Wednesday, January 4, 2017

NEVER OPEN THE DOOR (Blu-ray Review)


USA/2014
Directed By: Vito Trabucco
Written By: Christopher Maltauro, Vito Trabucco
Starring: Jessica Sonneborn, Mike Wood, Deborah Venegas
Black & White/64 Minutes/Not Rated
Region A
Release Date: December 6, 2016

The Film
A group of friends spending Thanksgiving together at a secluded house in the forest have their good time shaken when a stranger bangs at the door and spits blood all over one of the girls and collapses upon entering the house managing only to point at one of the men and say "never open the door" before dying. What follows is a horrifically bizarre night of twisted timelines, fake identities and bloodshed.

NEVER OPEN THE DOOR lost me almost as soon as the creative and well done opening credit sequence was over. The credits had an almost German Expressionistic look and feel to them and I'm always a fan of a director taking time to make his credit sequence something special. As soon as they end we're submitted to a sequence lasting several minutes of a POV shot of something sprinting through the woods interlaced with the six friends sitting around the dinner table and the entire time I asked myself why these people are friends. They all seem to absolutely despise each other deep down but disguise it on the surface as good natured ribbing. Friends can rip on friends and laugh it off but these people were taking every chance they could to lay in to someone else, down their entire existence or even try to one up everyone there, including their wife who just announced her pregnancy. It's quite obvious nobody in this group really respects each other and frankly most of them weren't very likable either. With no reason to care about any of these people or how their night turns out the only thing left to keep me interested was the identity of the stranger and why this is all happening in the first place.

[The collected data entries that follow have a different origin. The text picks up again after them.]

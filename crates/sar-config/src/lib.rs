//! Configuration system for sar.
//!
//! sar uses TOML configuration files named `.sar.toml`. Configuration is resolved by
//! walking up the directory tree from the current working directory, collecting any
//! `.sar.toml` files found, then loading `~/.sar.toml` as the global config with lowest
//! precedence. Every setting has a default, so running without any file is normal.

#![warn(missing_docs)]

mod discovery;
mod error;
mod merge;
mod parse;
mod templates;

use std::path::{Path, PathBuf};

pub use discovery::{CONFIG_FILENAME, discover_config_files, global_config_path};
pub use error::ConfigError;
pub use merge::{ParsedConfig, merge_configs};
pub use parse::{
    RawConfig, RawExtractSettings, RawFieldSettings, RawRenderSettings, parse_config_file,
    parse_config_str,
};
use serde::{Deserialize, Serialize};
pub use templates::config_template;

/// Tag names that may never be used as context elements: hyperlinks are reported
/// through their enclosing element.
const FORBIDDEN_TAGS: &[&str] = &["a"];

/// Top-level merged configuration for sar.
#[derive(Debug, Clone, Default)]
pub struct Config {
    /// Match extraction settings.
    pub extract: ExtractSettings,
    /// Text field classification settings.
    pub fields: FieldSettings,
    /// Report rendering settings.
    pub render: RenderSettings,
    /// Directory containing the most specific config file, if any was found.
    pub config_root: Option<PathBuf>,
}

impl Config {
    /// Loads configuration by discovering and merging all relevant `.sar.toml` files.
    ///
    /// Returns `Ok(Config::default())` if no configuration files are found.
    pub fn load(cwd: &Path) -> Result<Self, ConfigError> {
        let config_files = discover_config_files(cwd);
        Self::load_from_files(&config_files)
    }

    /// Loads configuration from a specific list of config file paths.
    ///
    /// Files should be provided in precedence order: highest precedence first.
    pub fn load_from_files(files: &[PathBuf]) -> Result<Self, ConfigError> {
        let parsed: Vec<ParsedConfig> = files
            .iter()
            .map(|path| {
                let config = parse_config_file(path)?;
                Ok(ParsedConfig {
                    path: path.clone(),
                    config,
                })
            })
            .collect::<Result<Vec<_>, ConfigError>>()?;

        merge_configs(&parsed)
    }

    /// Checks that the settings are usable.
    pub fn validate(&self) -> Result<(), ConfigError> {
        if self.extract.short_field_limit == 0 {
            return Err(ConfigError::InvalidSetting {
                key: "extract.short_field_limit",
                message: "must be greater than zero".into(),
            });
        }
        if self.extract.tags.is_empty() {
            return Err(ConfigError::InvalidSetting {
                key: "extract.tags",
                message: "at least one tag is required".into(),
            });
        }
        for tag in &self.extract.tags {
            if tag.is_empty() || !tag.chars().all(|c| c.is_ascii_alphanumeric()) {
                return Err(ConfigError::InvalidSetting {
                    key: "extract.tags",
                    message: format!("'{tag}' is not a tag name"),
                });
            }
            if FORBIDDEN_TAGS.contains(&tag.as_str()) {
                return Err(ConfigError::InvalidSetting {
                    key: "extract.tags",
                    message: format!("'{tag}' cannot be a context element"),
                });
            }
        }
        Ok(())
    }

    /// Serializes the effective settings to TOML format.
    pub fn settings_to_toml(&self) -> String {
        let serializable = SerializableSettings {
            extract: &self.extract,
            fields: &self.fields,
            render: &self.render,
        };
        // Plain strings, integers and string lists always serialize.
        toml::to_string_pretty(&serializable).unwrap_or_default()
    }
}

/// The item title, which is always reported verbatim.
const TITLE_FIELD: &str = "title";

/// Settings controlling how match context is extracted.
#[derive(Debug, Clone, PartialEq, Eq, Deserialize, Serialize)]
#[serde(default)]
pub struct ExtractSettings {
    /// Fields no longer than this many bytes are reported verbatim.
    pub short_field_limit: usize,
    /// Fields always reported verbatim regardless of length. `title` is verbatim
    /// whether or not it is listed.
    pub verbatim_fields: Vec<String>,
    /// Context element tags, in the order they are searched.
    pub tags: Vec<String>,
}

impl Default for ExtractSettings {
    fn default() -> Self {
        Self {
            short_field_limit: 255,
            verbatim_fields: vec!["title".into()],
            tags: ["li", "p", "h2", "h3"].map(String::from).to_vec(),
        }
    }
}

impl ExtractSettings {
    /// Returns true if `field` is always reported verbatim.
    pub fn is_verbatim(&self, field: &str) -> bool {
        field == TITLE_FIELD || self.verbatim_fields.iter().any(|name| name == field)
    }
}

/// Settings deciding which fields of an item are text.
#[derive(Debug, Clone, PartialEq, Eq, Deserialize, Serialize)]
#[serde(default)]
pub struct FieldSettings {
    /// Field names always treated as text.
    pub core: Vec<String>,
    /// Name prefix of custom fields.
    pub custom_prefix: String,
    /// Type prefix that marks a custom field as text.
    pub text_type_prefix: String,
}

impl Default for FieldSettings {
    fn default() -> Self {
        Self {
            core: vec!["title".into(), "body".into()],
            custom_prefix: "field_".into(),
            text_type_prefix: "text".into(),
        }
    }
}

impl FieldSettings {
    /// Returns true if a field with this name and storage type holds text.
    pub fn is_text_field(&self, name: &str, field_type: &str) -> bool {
        self.core.iter().any(|core| core == name)
            || (name.starts_with(&self.custom_prefix)
                && field_type.starts_with(&self.text_type_prefix))
    }
}

/// Settings for rendering match reports.
#[derive(Debug, Clone, PartialEq, Eq, Deserialize, Serialize)]
#[serde(default)]
pub struct RenderSettings {
    /// Separator placed between snippets.
    pub separator: String,
}

impl Default for RenderSettings {
    fn default() -> Self {
        Self {
            separator: "...".into(),
        }
    }
}

/// Internal struct for TOML serialization of settings.
#[derive(Serialize)]
struct SerializableSettings<'a> {
    /// Extraction settings.
    extract: &'a ExtractSettings,
    /// Field settings.
    fields: &'a FieldSettings,
    /// Render settings.
    render: &'a RenderSettings,
}
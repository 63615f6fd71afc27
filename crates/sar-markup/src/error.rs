//! Error types for markup parsing.

use thiserror::Error;

/// Errors that can occur when parsing field markup.
///
/// Ordinary malformed HTML (unclosed tags, stray text) is never an error.
#[derive(Debug, Clone, PartialEq, Eq, Error)]
pub enum MarkupError {
    /// The input contains a NUL byte and is treated as binary, not text.
    #[error("markup contains binary content (NUL byte at offset {offset})")]
    BinaryContent {
        /// Byte offset of the first NUL byte.
        offset: usize,
    },
}
//! Command-line interface for `sar`, literal search-and-replace over content fields.

mod cli;

use std::{io, process::ExitCode};

use tracing_subscriber::EnvFilter;

use crate::cli::{args::parse_cli, commands, context::CommandContext};

fn main() -> ExitCode {
    let cli = parse_cli();
    init_logging(cli.verbose);

    let ctx = if cli.command.needs_config() {
        CommandContext::load()
    } else {
        CommandContext::load_cwd_only()
    };
    match ctx {
        Ok(ctx) => commands::run(cli.command, &ctx),
        Err(code) => code,
    }
}

/// Installs the stderr log subscriber.
///
/// `RUST_LOG` takes precedence; otherwise `-v` shows debug output and `-vv` trace.
fn init_logging(verbose: u8) {
    let default = match verbose {
        0 => "warn",
        1 => "debug",
        _ => "trace",
    };
    let filter = EnvFilter::try_from_default_env().unwrap_or_else(|_| EnvFilter::new(default));
    tracing_subscriber::fmt()
        .with_env_filter(filter)
        .with_writer(io::stderr)
        .with_target(false)
        .init();
}
//! Literal search-and-replace over field values.

use std::collections::BTreeMap;

use serde::Serialize;

use crate::extract::count_occurrences;

/// Outcome of replacing within one field.
#[derive(Debug, Clone, PartialEq, Eq, Serialize)]
pub struct ReplacementResult {
    /// Field name.
    pub field: String,
    /// Field value after replacement.
    pub new_value: String,
    /// True if `new_value` differs from the input.
    pub changed: bool,
    /// Number of occurrences substituted.
    pub replacements: usize,
}

/// Replaces every literal, non-overlapping occurrence of `search` in `value`.
///
/// Matching is case-sensitive and scans left to right. An empty search string returns
/// the value unchanged.
pub fn replace(value: &str, search: &str, replacement: &str) -> String {
    if search.is_empty() {
        return value.to_string();
    }
    value.replace(search, replacement)
}

/// Replaces within one field and reports what happened.
pub fn replace_field(field: &str, value: &str, search: &str, replacement: &str) -> ReplacementResult {
    let replacements = count_occurrences(value, search);
    let new_value = if replacements == 0 {
        value.to_string()
    } else {
        replace(value, search, replacement)
    };
    ReplacementResult {
        field: field.to_string(),
        changed: new_value != value,
        new_value,
        replacements,
    }
}

/// Replaces within every field of a `name -> text` map.
///
/// Only fields containing the search string appear in the result. An empty search
/// string yields an empty map.
pub fn replace_in_fields(
    fields: &BTreeMap<String, String>,
    search: &str,
    replacement: &str,
) -> BTreeMap<String, ReplacementResult> {
    fields
        .iter()
        .map(|(name, value)| replace_field(name, value, search, replacement))
        .filter(|result| result.replacements > 0)
        .map(|result| (result.field.clone(), result))
        .collect()
}

#[cfg(test)]
mod tests {
    use super::*;

    #[test]
    fn replaces_all_occurrences() {
        assert_eq!(replace("a cat and a cat", "cat", "dog"), "a dog and a dog");
    }

    #[test]
    fn case_sensitive() {
        assert_eq!(replace("Cat cat", "cat", "dog"), "Cat dog");
    }

    #[test]
    fn non_overlapping_left_to_right() {
        assert_eq!(replace("aaa", "aa", "b"), "ba");
    }

    #[test]
    fn empty_search_is_identity() {
        assert_eq!(replace("unchanged", "", "x"), "unchanged");
    }

    #[test]
    fn markup_is_preserved() {
        assert_eq!(
            replace(r#"<p class="old">old</p>"#, "old", "new"),
            r#"<p class="new">new</p>"#
        );
    }

    #[test]
    fn round_trip_restores_text() {
        let original = "the quick fox jumps over the lazy fox";
        let forward = replace(original, "fox", "cat");
        assert_eq!(replace(&forward, "cat", "fox"), original);
    }

    #[test]
    fn replace_field_counts() {
        let result = replace_field("body", "x y x", "x", "z");
        assert_eq!(result.new_value, "z y z");
        assert_eq!(result.replacements, 2);
        assert!(result.changed);
    }

    #[test]
    fn identical_replacement_is_unchanged() {
        let result = replace_field("body", "same", "same", "same");
        assert_eq!(result.replacements, 1);
        assert!(!result.changed);
    }

    #[test]
    fn replace_in_fields_skips_untouched() {
        let fields = BTreeMap::from([
            ("title".to_string(), "Old title".to_string()),
            ("body".to_string(), "nothing here".to_string()),
        ]);
        let results = replace_in_fields(&fields, "Old", "New");
        assert_eq!(results.len(), 1);
        assert_eq!(results["title"].new_value, "New title");
    }

    #[test]
    fn replace_in_fields_empty_search() {
        let fields = BTreeMap::from([("body".to_string(), "text".to_string())]);
        assert!(replace_in_fields(&fields, "", "x").is_empty());
    }
}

Unfortunately the script just doesn't do it. A mish mash of psychological horror, characters turning evil and disappearing and reappearing, random men stalking the house in the shadows and piss poor CGI effects all fail to be interesting. The cast is uneven, perhaps as a result of a screenplay that has characters changing so often they could never settle in. The cinematography is the easily the best technical aspect of the film. It's a stark, understated black and white look that adds a dream like feeling that helps the overall atmosphere of the film. Sadly that's all I've got to say about Vito Trabucco's NEVER OPEN THE DOOR, it has a bit of style that I admire but the idea puts the writing in to the deep end of the pool with no floaties and it can't swim.

The Audio & Video
The Blu-ray from Maltauro Entertainment looks quite good, letting the stark photography of the film which is it's best quality, shine. The anamorphic widescreen transfer is clean and has good detail levels while black levels are deep with no signs of compression or blocking. The English audio mix is stable and steady coming through strong and clear. There's no distracting imperfections to mention.

The Extras
-Interview with Director Vito Trabucco
-Interview with Producer Christopher Maltauro
-Interview with actress Jessica Sonneborn
-Trailer
-Photo Gallery

The Bottom Line
NEVER OPEN THE DOOR is unsuccessful foundation in setting up likable, realistic characters which doesn't allow for it's loftier ambitions to have a chance. It's an obvious skip when my favorite part of the film is the opening credits sequence.